Data supplied

______

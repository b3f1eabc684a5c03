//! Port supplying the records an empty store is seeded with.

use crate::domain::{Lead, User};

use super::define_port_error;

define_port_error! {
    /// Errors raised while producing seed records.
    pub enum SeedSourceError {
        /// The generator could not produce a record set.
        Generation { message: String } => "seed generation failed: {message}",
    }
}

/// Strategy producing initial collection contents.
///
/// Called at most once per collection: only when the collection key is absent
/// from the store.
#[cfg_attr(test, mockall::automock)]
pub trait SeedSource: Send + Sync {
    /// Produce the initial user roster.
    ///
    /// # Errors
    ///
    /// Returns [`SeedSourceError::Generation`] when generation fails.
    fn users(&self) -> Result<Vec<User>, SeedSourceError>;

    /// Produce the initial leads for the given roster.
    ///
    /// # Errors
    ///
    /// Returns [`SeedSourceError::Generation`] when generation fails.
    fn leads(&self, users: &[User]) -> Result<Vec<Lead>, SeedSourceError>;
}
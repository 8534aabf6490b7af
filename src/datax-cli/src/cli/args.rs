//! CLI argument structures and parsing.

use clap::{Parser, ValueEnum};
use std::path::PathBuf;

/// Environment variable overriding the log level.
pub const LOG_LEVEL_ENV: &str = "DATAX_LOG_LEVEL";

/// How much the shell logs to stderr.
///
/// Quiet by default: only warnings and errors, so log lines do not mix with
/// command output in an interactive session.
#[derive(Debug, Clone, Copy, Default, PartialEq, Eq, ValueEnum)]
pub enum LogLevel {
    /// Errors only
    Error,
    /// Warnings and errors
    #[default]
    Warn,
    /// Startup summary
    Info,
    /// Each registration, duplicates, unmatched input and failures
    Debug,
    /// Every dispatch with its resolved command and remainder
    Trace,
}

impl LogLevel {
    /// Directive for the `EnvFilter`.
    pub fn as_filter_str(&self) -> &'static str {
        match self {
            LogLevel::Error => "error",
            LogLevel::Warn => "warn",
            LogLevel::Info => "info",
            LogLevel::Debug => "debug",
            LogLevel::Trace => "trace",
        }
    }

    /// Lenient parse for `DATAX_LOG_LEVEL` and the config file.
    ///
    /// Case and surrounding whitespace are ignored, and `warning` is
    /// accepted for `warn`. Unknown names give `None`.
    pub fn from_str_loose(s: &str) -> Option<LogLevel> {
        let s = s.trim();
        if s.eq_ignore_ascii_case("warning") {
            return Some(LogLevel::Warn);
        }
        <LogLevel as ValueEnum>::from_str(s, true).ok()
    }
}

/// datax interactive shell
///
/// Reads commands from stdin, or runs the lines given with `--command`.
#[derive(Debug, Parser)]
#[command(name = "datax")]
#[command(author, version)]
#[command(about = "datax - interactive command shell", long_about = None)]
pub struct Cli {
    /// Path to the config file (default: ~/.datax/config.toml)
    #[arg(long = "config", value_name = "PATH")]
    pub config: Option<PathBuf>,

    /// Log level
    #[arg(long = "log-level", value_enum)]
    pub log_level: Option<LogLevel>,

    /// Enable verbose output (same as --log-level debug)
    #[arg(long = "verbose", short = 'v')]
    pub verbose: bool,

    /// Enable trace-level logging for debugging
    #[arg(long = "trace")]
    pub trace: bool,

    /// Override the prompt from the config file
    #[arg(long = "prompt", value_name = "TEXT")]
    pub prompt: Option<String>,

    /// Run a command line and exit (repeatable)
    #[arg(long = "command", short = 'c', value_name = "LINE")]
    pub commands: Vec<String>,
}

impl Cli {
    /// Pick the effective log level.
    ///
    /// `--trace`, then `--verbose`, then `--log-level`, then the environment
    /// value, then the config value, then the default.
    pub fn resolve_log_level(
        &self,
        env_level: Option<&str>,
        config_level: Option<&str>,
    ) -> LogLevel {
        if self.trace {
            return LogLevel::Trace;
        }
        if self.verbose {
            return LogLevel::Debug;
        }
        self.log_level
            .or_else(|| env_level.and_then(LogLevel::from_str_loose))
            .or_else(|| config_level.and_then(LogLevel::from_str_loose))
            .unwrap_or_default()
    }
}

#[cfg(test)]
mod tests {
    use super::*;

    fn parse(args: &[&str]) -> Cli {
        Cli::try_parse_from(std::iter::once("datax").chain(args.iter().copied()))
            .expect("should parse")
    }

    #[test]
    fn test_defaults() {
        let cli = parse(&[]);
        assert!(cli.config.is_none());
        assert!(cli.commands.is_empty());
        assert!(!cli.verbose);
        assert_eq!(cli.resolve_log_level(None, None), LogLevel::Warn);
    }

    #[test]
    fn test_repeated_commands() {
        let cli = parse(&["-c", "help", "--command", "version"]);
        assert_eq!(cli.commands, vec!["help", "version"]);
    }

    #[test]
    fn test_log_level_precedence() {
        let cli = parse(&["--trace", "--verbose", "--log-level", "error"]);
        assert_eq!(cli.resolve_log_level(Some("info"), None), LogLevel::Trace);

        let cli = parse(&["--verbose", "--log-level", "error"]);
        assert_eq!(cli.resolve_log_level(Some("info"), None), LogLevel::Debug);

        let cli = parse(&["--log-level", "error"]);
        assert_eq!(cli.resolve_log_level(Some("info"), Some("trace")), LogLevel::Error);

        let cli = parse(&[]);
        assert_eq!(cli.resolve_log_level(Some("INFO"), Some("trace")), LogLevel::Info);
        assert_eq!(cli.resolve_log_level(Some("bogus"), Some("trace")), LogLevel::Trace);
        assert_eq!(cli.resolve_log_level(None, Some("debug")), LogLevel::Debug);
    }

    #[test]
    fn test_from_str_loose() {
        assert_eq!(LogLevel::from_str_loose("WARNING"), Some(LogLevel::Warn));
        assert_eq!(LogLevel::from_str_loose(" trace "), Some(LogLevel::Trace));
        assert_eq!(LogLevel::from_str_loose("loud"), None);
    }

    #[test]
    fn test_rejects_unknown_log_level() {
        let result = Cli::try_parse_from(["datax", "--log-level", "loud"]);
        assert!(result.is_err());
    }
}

______

What the exercise asks
Take the listing above and set it down exactly.

Problem solution
repository b3f1eabc684a5c03
//! Port supplying the records an empty store is seeded with.

use crate::domain::{Lead, User};

use super::define_port_error;

define_port_error! {
    /// Errors raised while producing seed records.
    pub enum SeedSourceError {
        /// The generator could not produce a record set.
        Generation { message: String } => "seed generation failed: {message}",
    }
}

/// Strategy producing initial collection contents.
///
/// Called at most once per collection: only when the collection key is absent
/// from the store.
#[cfg_attr(test, mockall::automock)]
pub trait SeedSource: Send + Sync {
    /// Produce the initial user roster.
    ///
    /// # Errors
    ///
    /// Returns [`SeedSourceError::Generation`] when generation fails.
    fn users(&self) -> Result<Vec<User>, SeedSourceError>;

    /// Produce the initial leads for the given roster.
    ///
    /// # Errors
    ///
    /// Returns [`SeedSourceError::Generation`] when generation fails.
    fn leads(&self, users: &[User]) -> Result<Vec<Lead>, SeedSourceError>;
}
repository 8534aabf6490b7af
filename src/datax-cli/src/cli/args.rs
//! CLI argument structures and parsing.

use clap::{Parser, ValueEnum};
use std::path::PathBuf;

/// Environment variable overriding the log level.
pub const LOG_LEVEL_ENV: &str = "DATAX_LOG_LEVEL";

/// How much the shell logs to stderr.
///
/// Quiet by default: only warnings and errors, so log lines do not mix with
/// command output in an interactive session.
#[derive(Debug, Clone, Copy, Default, PartialEq, Eq, ValueEnum)]
pub enum LogLevel {
    /// Errors only
    Error,
    /// Warnings and errors
    #[default]
    Warn,
    /// Startup summary
    Info,
    /// Each registration, duplicates, unmatched input and failures
    Debug,
    /// Every dispatch with its resolved command and remainder
    Trace,
}

impl LogLevel {
    /// Directive for the `EnvFilter`.
    pub fn as_filter_str(&self) -> &'static str {
        match self {
            LogLevel::Error => "error",
            LogLevel::Warn => "warn",
            LogLevel::Info => "info",
            LogLevel::Debug => "debug",
            LogLevel::Trace => "trace",
        }
    }

    /// Lenient parse for `DATAX_LOG_LEVEL` and the config file.
    ///
    /// Case and surrounding whitespace are ignored, and `warning` is
    /// accepted for `warn`. Unknown names give `None`.
    pub fn from_str_loose(s: &str) -> Option<LogLevel> {
        let s = s.trim();
        if s.eq_ignore_ascii_case("warning") {
            return Some(LogLevel::Warn);
        }
        <LogLevel as ValueEnum>::from_str(s, true).ok()
    }
}

/// datax interactive shell
///
/// Reads commands from stdin, or runs the lines given with `--command`.
#[derive(Debug, Parser)]
#[command(name = "datax")]
#[command(author, version)]
#[command(about = "datax - interactive command shell", long_about = None)]
pub struct Cli {
    /// Path to the config file (default: ~/.datax/config.toml)
    #[arg(long = "config", value_name = "PATH")]
    pub config: Option<PathBuf>,

    /// Log level
    #[arg(long = "log-level", value_enum)]
    pub log_level: Option<LogLevel>,

    /// Enable verbose output (same as --log-level debug)
    #[arg(long = "verbose", short = 'v')]
    pub verbose: bool,

    /// Enable trace-level logging for debugging
    #[arg(long = "trace")]
    pub trace: bool,

    /// Override the prompt from the config file
    #[arg(long = "prompt", value_name = "TEXT")]
    pub prompt: Option<String>,

    /// Run a command line and exit (repeatable)
    #[arg(long = "command", short = 'c', value_name = "LINE")]
    pub commands: Vec<String>,
}

impl Cli {
    /// Pick the effective log level.
    ///
    /// `--trace`, then `--verbose`, then `--log-level`, then the environment
    /// value, then the config value, then the default.
    pub fn resolve_log_level(
        &self,
        env_level: Option<&str>,
        config_level: Option<&str>,
    ) -> LogLevel {
        if self.trace {
            return LogLevel::Trace;
        }
        if self.verbose {
            return LogLevel::Debug;
        }
        self.log_level
            .or_else(|| env_level.and_then(LogLevel::from_str_loose))
            .or_else(|| config_level.and_then(LogLevel::from_str_loose))
            .unwrap_or_default()
    }
}

#[cfg(test)]
mod tests {
    use super::*;

    fn parse(args: &[&str]) -> Cli {
        Cli::try_parse_from(std::iter::once("datax").chain(args.iter().copied()))
            .expect("should parse")
    }

    #[test]
    fn test_defaults() {
        let cli = parse(&[]);
        assert!(cli.config.is_none());
        assert!(cli.commands.is_empty());
        assert!(!cli.verbose);
        assert_eq!(cli.resolve_log_level(None, None), LogLevel::Warn);
    }

    #[test]
    fn test_repeated_commands() {
        let cli = parse(&["-c", "help", "--command", "version"]);
        assert_eq!(cli.commands, vec!["help", "version"]);
    }

    #[test]
    fn test_log_level_precedence() {
        let cli = parse(&["--trace", "--verbose", "--log-level", "error"]);
        assert_eq!(cli.resolve_log_level(Some("info"), None), LogLevel::Trace);

        let cli = parse(&["--verbose", "--log-level", "error"]);
        assert_eq!(cli.resolve_log_level(Some("info"), None), LogLevel::Debug);

        let cli = parse(&["--log-level", "error"]);
        assert_eq!(cli.resolve_log_level(Some("info"), Some("trace")), LogLevel::Error);

        let cli = parse(&[]);
        assert_eq!(cli.resolve_log_level(Some("INFO"), Some("trace")), LogLevel::Info);
        assert_eq!(cli.resolve_log_level(Some("bogus"), Some("trace")), LogLevel::Trace);
        assert_eq!(cli.resolve_log_level(None, Some("debug")), LogLevel::Debug);
    }

    #[test]
    fn test_from_str_loose() {
        assert_eq!(LogLevel::from_str_loose("WARNING"), Some(LogLevel::Warn));
        assert_eq!(LogLevel::from_str_loose(" trace "), Some(LogLevel::Trace));
        assert_eq!(LogLevel::from_str_loose("loud"), None);
    }

    #[test]
    fn test_rejects_unknown_log_level() {
        let result = Cli::try_parse_from(["datax", "--log-level", "loud"]);
        assert!(result.is_err());
    }
}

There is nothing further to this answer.